The First Holy Roman Emperor - Charlemagne or Otto the Great?

There is some confusion about who was the first Holy Roman Emperor. The title is sometimes used in relation to the Carolingian emperors starting with Charlemagne (ruled 768-814) who was crowned Emperor of the Romans (Imperator Romanorum) by Pope Leo III in Rome in 800. The custom of traveling to Rome to receive the papal coronation was adopted by Charlemagne’s successors as well as the rulers of the Holy Roman Empire and for that reason some historians view Charlemagne as the first Holy Roman Emperor.

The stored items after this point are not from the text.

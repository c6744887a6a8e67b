//! WebSocket connection to the remote authority.
//!
//! The stream is split into two tasks: a writer that drains outbound actions
//! as JSON text frames, and a reader that forwards every data frame as raw
//! bytes. The synchronizer only sees the `Transport` side and a byte stream.

use crate::config::ClientConfig;
use crate::error::{ClientError, Result};
use futures::stream::{SplitSink, SplitStream};
use futures::{SinkExt, Stream, StreamExt};
use std::pin::Pin;
use std::task::{Context, Poll};
use tokio::net::TcpStream;
use tokio::sync::mpsc;
use tokio::task::JoinHandle;
use tokio_tungstenite::{
    connect_async,
    tungstenite::{Error as WsError, Message},
    MaybeTlsStream, WebSocketStream,
};
use tracing::{debug, error, info, warn};
use tree_sync_core::{Action, Transport, TransportError};

type WsStream = WebSocketStream<MaybeTlsStream<TcpStream>>;

enum Outbound {
    Action(Action),
    Close,
}

/// `Transport` backed by the writer task of a WebSocket connection.
#[derive(Clone)]
pub struct WebSocketTransport {
    tx: mpsc::UnboundedSender<Outbound>,
}

impl WebSocketTransport {
    /// Send a close frame after everything already queued, then stop writing.
    pub fn close(&self) {
        // Writer already gone means the socket is closed anyway
        let _ = self.tx.send(Outbound::Close);
    }

    pub fn is_closed(&self) -> bool {
        self.tx.is_closed()
    }
}

impl Transport for WebSocketTransport {
    fn send(&self, action: Action) -> std::result::Result<(), TransportError> {
        self.tx
            .send(Outbound::Action(action))
            .map_err(|_| TransportError::Closed)
    }
}

/// Raw inbound frames. Ends when the connection closes.
pub struct Inbound {
    rx: mpsc::UnboundedReceiver<Vec<u8>>,
    reader: JoinHandle<()>,
}

impl Stream for Inbound {
    type Item = Vec<u8>;

    fn poll_next(mut self: Pin<&mut Self>, cx: &mut Context<'_>) -> Poll<Option<Self::Item>> {
        self.rx.poll_recv(cx)
    }
}

impl Drop for Inbound {
    fn drop(&mut self) {
        self.reader.abort();
    }
}

/// Open a connection to the authority at `config.url`.
pub async fn connect(config: &ClientConfig) -> Result<(WebSocketTransport, Inbound)> {
    let (ws_stream, _) = connect_async(config.url.as_str())
        .await
        .map_err(|source| ClientError::Connect {
            url: config.url.clone(),
            source,
        })?;
    info!("Connected to {}", config.url);

    let (write, read) = ws_stream.split();

    let (out_tx, out_rx) = mpsc::unbounded_channel();
    tokio::spawn(write_loop(write, out_rx));

    let (in_tx, in_rx) = mpsc::unbounded_channel();
    let reader = tokio::spawn(read_loop(read, in_tx, config.max_message_size));

    Ok((
        WebSocketTransport { tx: out_tx },
        Inbound { rx: in_rx, reader },
    ))
}

async fn write_loop(
    mut write: SplitSink<WsStream, Message>,
    mut rx: mpsc::UnboundedReceiver<Outbound>,
) {
    while let Some(outbound) = rx.recv().await {
        match outbound {
            Outbound::Action(action) => {
                let kind = action.kind();
                if let Err(e) = write.send(Message::Text(action.encode())).await {
                    error!("Failed to send {} action: {}", kind, e);
                    break;
                }
                debug!("Sent {} action", kind);
            }
            Outbound::Close => {
                let _ = write.send(Message::Close(None)).await;
                break;
            }
        }
    }
    debug!("Writer stopped");
}

async fn read_loop(
    mut read: SplitStream<WsStream>,
    tx: mpsc::UnboundedSender<Vec<u8>>,
    max_message_size: usize,
) {
    loop {
        let data = match read.next().await {
            Some(Ok(Message::Text(text))) => text.into_bytes(),
            Some(Ok(Message::Binary(data))) => data,
            Some(Ok(Message::Close(_))) => {
                debug!("Received close frame");
                break;
            }
            Some(Ok(_)) => continue,
            Some(Err(WsError::ConnectionClosed | WsError::AlreadyClosed)) => {
                debug!("Connection closed");
                break;
            }
            Some(Err(e)) => {
                error!("WebSocket error: {}", e);
                break;
            }
            None => {
                debug!("Stream ended");
                break;
            }
        };

        if data.len() > max_message_size {
            warn!(
                "Message exceeds max size ({} > {}), dropping",
                data.len(),
                max_message_size
            );
            continue;
        }
        if tx.send(data).is_err() {
            break;
        }
    }
    info!("Connection to authority closed");
}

Most historians do not consider the Carolingian rulers as Holy Roman Emperors because the Holy Roman Empire was formed only after the dissolution of the Carolingian Empire from its eastern portion. The continuity of Emperors in former East Francia starts with Otto the Great (ruled 937-973), while his coronation by Pope John XII in Rome on February 2, 962, is traditionally viewed as the foundation of the Holy Roman Empire. The list of Holy Roman Emperors therefore starts with Otto the Great, not Charlemagne. However, the first “Holy” Roman Emperor was technically Frederick I Barbarossa (ruled 1155-1190) because the term sanctum (i.e. holy) was first used in 1157.

List of Holy Roman Emperors

Otto the Great (King of the Romans 936-973, Holy Roman Emperor from 962)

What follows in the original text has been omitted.